--- START ---

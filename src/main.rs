use mmu::Mmu;
use paging_sim::{
    args::{parse_args, ArgsError, RunConfig},
    generator::AddressGenerator,
    report::{format_stats, LogSink},
    simulation::run_trials,
};

const PAGE_SIZE: usize = 256;
const FRAME_SIZE: usize = 1024;
const NUM_PAGES: usize = 1024;
const NUM_FRAMES: usize = 8;

fn main() {
    env_logger::Builder::from_env(env_logger::Env::default().default_filter_or("info")).init();

    let config = match parse_args(std::env::args().skip(1)) {
        Ok(config) => config,
        Err(ArgsError::HelpRequested) => {
            println!("{}", ArgsError::HelpRequested);
            return;
        }
        Err(err) => {
            eprintln!("{}\n\n{}", err, ArgsError::HelpRequested);
            RunConfig::default()
        }
    };

    let mut mmu: Mmu<PAGE_SIZE, FRAME_SIZE, NUM_PAGES, NUM_FRAMES> =
        Mmu::init(config.policy.build(), Box::new(LogSink));
    let mut generator = AddressGenerator::new(
        Mmu::<PAGE_SIZE, FRAME_SIZE, NUM_PAGES, NUM_FRAMES>::address_space(),
        config.seed,
    );

    log::info!(
        "---- Translating {} addresses ({} replacement) ----",
        config.trials,
        mmu.policy_name()
    );
    let summary = run_trials(&mut mmu, &mut generator, config.trials);
    log::info!(
        "---- {} translated, {} rejected: {} ----",
        summary.translated,
        summary.rejected,
        format_stats(&mmu.stats())
    );
}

--- END ---

Return all of the material precisely as written.

filename src/main.rs
use mmu::Mmu;
use paging_sim::{
    args::{parse_args, ArgsError, RunConfig},
    generator::AddressGenerator,
    report::{format_stats, LogSink},
    simulation::run_trials,
};

const PAGE_SIZE: usize = 256;
const FRAME_SIZE: usize = 1024;
const NUM_PAGES: usize = 1024;
const NUM_FRAMES: usize = 8;

fn main() {
    env_logger::Builder::from_env(env_logger::Env::default().default_filter_or("info")).init();

    let config = match parse_args(std::env::args().skip(1)) {
        Ok(config) => config,
        Err(ArgsError::HelpRequested) => {
            println!("{}", ArgsError::HelpRequested);
            return;
        }
        Err(err) => {
            eprintln!("{}\n\n{}", err, ArgsError::HelpRequested);
            RunConfig::default()
        }
    };

    let mut mmu: Mmu<PAGE_SIZE, FRAME_SIZE, NUM_PAGES, NUM_FRAMES> =
        Mmu::init(config.policy.build(), Box::new(LogSink));
    let mut generator = AddressGenerator::new(
        Mmu::<PAGE_SIZE, FRAME_SIZE, NUM_PAGES, NUM_FRAMES>::address_space(),
        config.seed,
    );

    log::info!(
        "---- Translating {} addresses ({} replacement) ----",
        config.trials,
        mmu.policy_name()
    );
    let summary = run_trials(&mut mmu, &mut generator, config.trials);
    log::info!(
        "---- {} translated, {} rejected: {} ----",
        summary.translated,
        summary.rejected,
        format_stats(&mmu.stats())
    );
}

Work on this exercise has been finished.